Reflections

LOVE-BITTEN

From Mount Hor the children of Israel set out on the Red Sea road, to bypass the land of Edom. But with their patience worn out by the journey, the people complained against God and Moses, “Why have you brought us up from Egypt to die in this desert, where there is no food or water? We are disgusted with this wretched food!”

Just fed up! A long road to a promised land with no water and meager bad-tasting food. The impatience of unmet expectations would make anyone complain. So, we hear in the book of Numbers (NM 21: 4-9) today how the punishment for the complaining children of Israel came in the form of serpents which bit them so that many of them died. God gets the blame for this punishment, but I wonder if the serpent bites might not have come from their own bitter complaining and loss of hope. The ‘poisonous serpents’ of their impatience, lack of trust and failure to see the God who is leading them into unknown territory sends them spiraling into death and self-destruction. So they pray through Moses that these serpents be taken away from them. Under God’s direction, Moses mounts a bronze serpent on a pole for all those who had been bitten by serpents to look upon and be healed.

Many times I’m afraid that we just don’t want to be healed. It seems too painful to actually take the medicine. Especially when the medicine seems to taste as bad as the very thing for which we need healing. We don’t want to face up to the cause of our predicament. In narrow-mindedness and often blindness we complain about our situation, because frankly things are not going quite as we expected them. And we certainly don’t want to accept that the only way we are going to get through this situation is to face head on and indeed march straight through exactly what we find distasteful. We have to look upon the serpents that have bitten us in order to begin to receive healing. It can be a very painful paradox to embrace!

The evangelist John (JN 8: 21-30) offers another story of failure to see healing that is offered because of mired misunderstandings.

Jesus said to the Pharisees: “I am going away and you will look for me, but you will die in your sin. Where I am going you cannot come.” So the Jews said, “He is not going to kill himself, is he, because he said, ‘Where I am going you cannot come’?” The very sin that the Pharisees will “die in” is the sin of blindness, the failure to see the great gift offered by our God in the person of Jesus the Christ. They so misunderstand Jesus’ mission of love and redemption that they think he is going to commit suicide! Finally, their rigid misunderstanding brings them to the very brink of their failure when they ask him:

“WHO ARE YOU?”

And it is from this question, that Jesus, reveals his identity as it would be framed in the rigid mindset of these people who will not see the serpents of blindness that have bitten them so treacherously:

“When you lift up the Son of Man, then you will realize that I AM, and that I do nothing on my own, but I say only what the Father taught me.
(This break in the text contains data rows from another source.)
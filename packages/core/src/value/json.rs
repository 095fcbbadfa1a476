//! JSON backend.
//!
//! A [`JsonValue`] is a shared document plus a JSON pointer to one node in it.

use std::sync::Arc;

use serde_json::Value as Json;

use super::{Navigate, Value, ValueArray};
use crate::error::{CrosswalkError, Result};

/// A node inside a JSON record.
#[derive(Debug, Clone)]
pub struct JsonValue {
    document: Arc<Json>,
    pointer: String,
}

impl JsonValue {
    /// The top-level node of a document.
    #[must_use]
    pub fn document(document: Arc<Json>) -> Self {
        Self {
            document,
            pointer: String::new(),
        }
    }

    fn at(&self, pointer: String) -> Self {
        Self {
            document: Arc::clone(&self.document),
            pointer,
        }
    }

    /// JSON pointer to this node within its document.
    #[must_use]
    pub fn pointer(&self) -> &str {
        &self.pointer
    }

    /// The raw JSON node.
    #[must_use]
    pub fn node(&self) -> &Json {
        self.document.pointer(&self.pointer).unwrap_or(&Json::Null)
    }

    /// The node keys are looked up on: arrays are flattened and their first
    /// leaf element is used in their place.
    fn lookup_base(&self) -> Option<(String, &Json)> {
        first_flattened(self.pointer.clone(), self.node())
    }
}

/// Depth-first first non-array element of a (possibly nested) array.
fn first_flattened(pointer: String, node: &Json) -> Option<(String, &Json)> {
    match node {
        Json::Array(items) => items
            .iter()
            .enumerate()
            .find_map(|(index, item)| first_flattened(format!("{pointer}/{index}"), item)),
        other => Some((pointer, other)),
    }
}

fn escape_token(key: &str) -> String {
    key.replace('~', "~0").replace('/', "~1")
}

impl Navigate for JsonValue {
    fn name(&self) -> String {
        self.pointer
            .rsplit('/')
            .next()
            .unwrap_or_default()
            .replace("~1", "/")
            .replace("~0", "~")
    }

    fn attributes(&self) -> Result<Vec<String>> {
        Err(CrosswalkError::UnsupportedOperation(
            "JSON nodes have no attributes".to_string(),
        ))
    }

    fn attribute(&self, _name: &str) -> Result<Option<String>> {
        Err(CrosswalkError::UnsupportedOperation(
            "JSON nodes have no attributes".to_string(),
        ))
    }

    fn children(&self) -> Vec<String> {
        match self.lookup_base() {
            Some((_, Json::Object(map))) => map.keys().cloned().collect(),
            _ => Vec::new(),
        }
    }

    fn value(&self) -> String {
        match self.node() {
            Json::Null => String::new(),
            Json::String(text) => text.clone(),
            other => other.to_string(),
        }
    }

    fn has_values(&self) -> bool {
        !matches!(self.node(), Json::Object(_))
    }

    fn child(&self, name: &str) -> Result<ValueArray> {
        let Some((base_pointer, base)) = self.lookup_base() else {
            return Ok(ValueArray::default());
        };
        let child_pointer = format!("{base_pointer}/{}", escape_token(name));

        let values = match base.get(name) {
            None | Some(Json::Null) => Vec::new(),
            Some(Json::Array(items)) => items
                .iter()
                .enumerate()
                .filter(|(_, item)| !item.is_null())
                .map(|(index, _)| Value::Json(self.at(format!("{child_pointer}/{index}"))))
                .collect(),
            Some(_) => vec![Value::Json(self.at(child_pointer))],
        };

        Ok(ValueArray::new(values))
    }
}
As in the case of the children of Israel, it will take the terrible misunderstanding by the Pharisees (read us) concerning Jesus’ identity to reveal exactly Who he is. It will take the placement of Jesus on the cross of our bitter complaining and violent ingratitude to allow us to first see that which needs healing and then to actually begin to receive the gift of healing.

Healing is painful. Cures do not come easy. The grace though IS the truth that healing is always gift! Could this be what Jesus is so desperately trying to explain to us in His life, death and resurrection? Can we begin to fathom in our hearts that we have a God Who is Love come to earth just to embrace us? For some strange reason, it takes us being bitten by sometimes self-directed projects of pain as well as the inexplicable mysterious suffering that we all must endure in order for us to see this Love. Paradoxically, we have to be bitten so that we can receive the gift.

Life bites us in so many ways, but it is how we treat the bite that either allows for us to be transformed and healed or to become complaining and sick. As much as we may want to figure out why this or that happens to us, or why we find ourselves in this particular predicament, the more important aspect may be that we realize, appreciate, and take advantage of the ever present opportunity to be healed. And this healing comes from Love itself, which means that it comes from Christ – it comes from the body of Christ – all of US! In this way we are not alone, so that what Jesus is telling the Pharisees in today’s Gospel is exactly what we are offered…

The one who sent me is with me. He has not left me alone,

 Inasmuch as Jesus’ personal relationship with His Father gave him the strength and trust to Love, so it is with us.

In the beautiful 1995 film The Cure, written by Paul Emmons, an 11 year old with AIDS is befriended by his next-door-neighbor, and the two boys run away to seek out a cure for the sickness. The film intimately shows how it is precisely the cure of companionship in their journey together that graces the lives of not only the two boys but all those around them. The real sickness of loneliness, misunderstanding and bigotry are healed in the brokenness of these lives.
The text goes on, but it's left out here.